(Record extracts begins)
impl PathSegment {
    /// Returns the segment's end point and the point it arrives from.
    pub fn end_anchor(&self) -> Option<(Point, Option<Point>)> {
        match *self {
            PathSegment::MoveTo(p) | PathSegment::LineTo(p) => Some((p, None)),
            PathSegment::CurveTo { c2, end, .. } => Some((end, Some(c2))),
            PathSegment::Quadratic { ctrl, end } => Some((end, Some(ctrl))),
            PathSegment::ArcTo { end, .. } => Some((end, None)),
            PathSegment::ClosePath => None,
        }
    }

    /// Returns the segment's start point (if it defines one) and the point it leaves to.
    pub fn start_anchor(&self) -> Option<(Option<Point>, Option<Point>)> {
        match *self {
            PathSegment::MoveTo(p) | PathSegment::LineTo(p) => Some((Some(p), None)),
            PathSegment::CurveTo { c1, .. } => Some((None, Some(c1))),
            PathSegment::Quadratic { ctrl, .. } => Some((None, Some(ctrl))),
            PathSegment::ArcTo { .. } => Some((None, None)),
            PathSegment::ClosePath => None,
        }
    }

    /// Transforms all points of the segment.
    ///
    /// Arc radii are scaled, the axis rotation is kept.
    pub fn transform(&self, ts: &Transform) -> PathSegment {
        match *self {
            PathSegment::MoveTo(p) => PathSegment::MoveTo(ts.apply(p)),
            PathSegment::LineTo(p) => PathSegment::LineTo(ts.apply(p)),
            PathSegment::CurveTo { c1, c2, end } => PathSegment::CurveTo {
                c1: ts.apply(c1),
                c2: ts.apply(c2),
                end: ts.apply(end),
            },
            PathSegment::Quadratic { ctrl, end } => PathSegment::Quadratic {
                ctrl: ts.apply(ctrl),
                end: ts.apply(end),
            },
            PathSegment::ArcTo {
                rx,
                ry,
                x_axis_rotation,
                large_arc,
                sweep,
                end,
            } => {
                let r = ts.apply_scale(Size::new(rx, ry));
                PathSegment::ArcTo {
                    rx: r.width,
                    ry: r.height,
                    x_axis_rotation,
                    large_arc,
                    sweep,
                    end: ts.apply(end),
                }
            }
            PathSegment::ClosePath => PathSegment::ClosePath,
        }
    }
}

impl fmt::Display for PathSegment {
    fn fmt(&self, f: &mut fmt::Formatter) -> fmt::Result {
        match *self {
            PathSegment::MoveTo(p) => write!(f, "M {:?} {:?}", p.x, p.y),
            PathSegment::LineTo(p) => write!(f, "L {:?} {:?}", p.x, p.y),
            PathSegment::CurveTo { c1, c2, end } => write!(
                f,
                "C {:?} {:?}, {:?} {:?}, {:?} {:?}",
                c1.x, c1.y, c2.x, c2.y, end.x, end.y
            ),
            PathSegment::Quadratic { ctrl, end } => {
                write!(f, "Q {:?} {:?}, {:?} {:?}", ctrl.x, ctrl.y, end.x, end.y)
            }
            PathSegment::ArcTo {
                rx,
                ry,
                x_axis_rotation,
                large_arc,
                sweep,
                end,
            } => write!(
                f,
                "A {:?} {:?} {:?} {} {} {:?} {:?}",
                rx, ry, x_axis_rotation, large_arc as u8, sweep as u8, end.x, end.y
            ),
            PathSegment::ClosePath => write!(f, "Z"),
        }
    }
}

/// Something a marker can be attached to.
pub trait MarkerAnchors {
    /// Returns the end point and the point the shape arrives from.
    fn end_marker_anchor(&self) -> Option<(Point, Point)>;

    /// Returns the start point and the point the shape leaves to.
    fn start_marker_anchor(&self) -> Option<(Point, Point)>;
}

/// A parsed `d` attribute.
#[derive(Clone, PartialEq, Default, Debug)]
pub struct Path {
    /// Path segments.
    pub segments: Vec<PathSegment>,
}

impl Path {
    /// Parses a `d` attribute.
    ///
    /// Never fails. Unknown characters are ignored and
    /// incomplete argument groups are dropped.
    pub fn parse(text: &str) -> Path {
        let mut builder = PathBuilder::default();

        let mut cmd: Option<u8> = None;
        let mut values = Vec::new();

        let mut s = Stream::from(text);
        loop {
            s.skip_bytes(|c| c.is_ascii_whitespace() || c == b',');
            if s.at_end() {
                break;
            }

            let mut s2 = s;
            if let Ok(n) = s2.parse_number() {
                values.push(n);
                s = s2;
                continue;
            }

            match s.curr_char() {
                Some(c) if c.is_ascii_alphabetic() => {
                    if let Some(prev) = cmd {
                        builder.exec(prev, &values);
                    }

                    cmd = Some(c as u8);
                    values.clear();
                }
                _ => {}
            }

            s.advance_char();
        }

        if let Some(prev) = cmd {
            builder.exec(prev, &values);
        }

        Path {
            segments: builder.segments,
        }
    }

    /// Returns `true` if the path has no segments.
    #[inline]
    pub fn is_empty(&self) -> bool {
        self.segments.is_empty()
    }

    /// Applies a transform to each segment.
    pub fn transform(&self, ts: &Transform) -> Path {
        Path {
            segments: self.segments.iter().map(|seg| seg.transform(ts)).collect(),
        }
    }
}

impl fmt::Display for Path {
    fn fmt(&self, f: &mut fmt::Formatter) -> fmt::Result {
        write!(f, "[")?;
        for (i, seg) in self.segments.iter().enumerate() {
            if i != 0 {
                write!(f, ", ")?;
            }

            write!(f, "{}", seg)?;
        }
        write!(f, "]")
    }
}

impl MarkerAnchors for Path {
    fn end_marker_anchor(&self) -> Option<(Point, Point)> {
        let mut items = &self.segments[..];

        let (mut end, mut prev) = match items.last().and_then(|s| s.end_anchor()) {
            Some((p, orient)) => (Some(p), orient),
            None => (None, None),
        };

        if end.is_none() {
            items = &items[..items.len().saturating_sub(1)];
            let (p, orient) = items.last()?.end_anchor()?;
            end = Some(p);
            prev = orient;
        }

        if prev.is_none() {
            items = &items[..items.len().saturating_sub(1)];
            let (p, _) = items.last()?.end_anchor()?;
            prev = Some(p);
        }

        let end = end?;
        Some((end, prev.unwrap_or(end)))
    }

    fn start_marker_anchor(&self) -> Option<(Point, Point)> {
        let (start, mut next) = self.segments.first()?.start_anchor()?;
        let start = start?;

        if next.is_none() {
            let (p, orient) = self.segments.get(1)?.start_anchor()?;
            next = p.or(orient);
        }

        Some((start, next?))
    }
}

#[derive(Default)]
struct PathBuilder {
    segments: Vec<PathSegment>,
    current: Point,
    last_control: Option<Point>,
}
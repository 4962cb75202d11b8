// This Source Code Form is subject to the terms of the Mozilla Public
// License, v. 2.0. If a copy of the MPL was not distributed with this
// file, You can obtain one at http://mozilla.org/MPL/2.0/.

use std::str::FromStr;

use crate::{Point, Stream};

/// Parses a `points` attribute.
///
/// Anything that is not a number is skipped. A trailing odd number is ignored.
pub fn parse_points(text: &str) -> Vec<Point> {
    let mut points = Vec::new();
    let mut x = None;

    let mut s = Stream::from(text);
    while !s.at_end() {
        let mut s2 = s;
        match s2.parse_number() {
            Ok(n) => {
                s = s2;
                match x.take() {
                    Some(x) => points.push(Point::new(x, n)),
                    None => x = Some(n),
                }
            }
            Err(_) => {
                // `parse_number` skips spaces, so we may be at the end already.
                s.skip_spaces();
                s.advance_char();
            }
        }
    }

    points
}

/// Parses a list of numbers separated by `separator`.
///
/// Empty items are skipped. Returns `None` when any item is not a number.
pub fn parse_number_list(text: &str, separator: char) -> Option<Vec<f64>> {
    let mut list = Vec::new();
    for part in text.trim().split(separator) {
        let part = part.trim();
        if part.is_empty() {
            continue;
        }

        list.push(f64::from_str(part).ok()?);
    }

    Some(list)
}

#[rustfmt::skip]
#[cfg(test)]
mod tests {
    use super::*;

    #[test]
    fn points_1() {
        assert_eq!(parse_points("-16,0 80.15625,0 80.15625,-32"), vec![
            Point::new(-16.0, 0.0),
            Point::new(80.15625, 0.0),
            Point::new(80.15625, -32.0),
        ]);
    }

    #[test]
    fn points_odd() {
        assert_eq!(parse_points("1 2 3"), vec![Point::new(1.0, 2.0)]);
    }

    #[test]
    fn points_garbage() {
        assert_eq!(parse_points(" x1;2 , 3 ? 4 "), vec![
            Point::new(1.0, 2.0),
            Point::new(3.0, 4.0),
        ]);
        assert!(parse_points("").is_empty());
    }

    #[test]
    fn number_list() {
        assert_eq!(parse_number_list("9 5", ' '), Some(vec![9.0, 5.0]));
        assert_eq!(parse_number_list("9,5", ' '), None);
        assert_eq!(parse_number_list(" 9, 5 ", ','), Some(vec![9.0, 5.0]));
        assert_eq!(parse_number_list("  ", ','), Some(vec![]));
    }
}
(Record extracts ends)
◆ Task description
Gather all lines with the string "LineTo" from the data.

◆ Solution to this problem
            PathSegment::MoveTo(p) | PathSegment::LineTo(p) => Some((p, None)),
            PathSegment::MoveTo(p) | PathSegment::LineTo(p) => Some((Some(p), None)),
            PathSegment::LineTo(p) => PathSegment::LineTo(ts.apply(p)),
            PathSegment::LineTo(p) => write!(f, "L {:?} {:?}", p.x, p.y),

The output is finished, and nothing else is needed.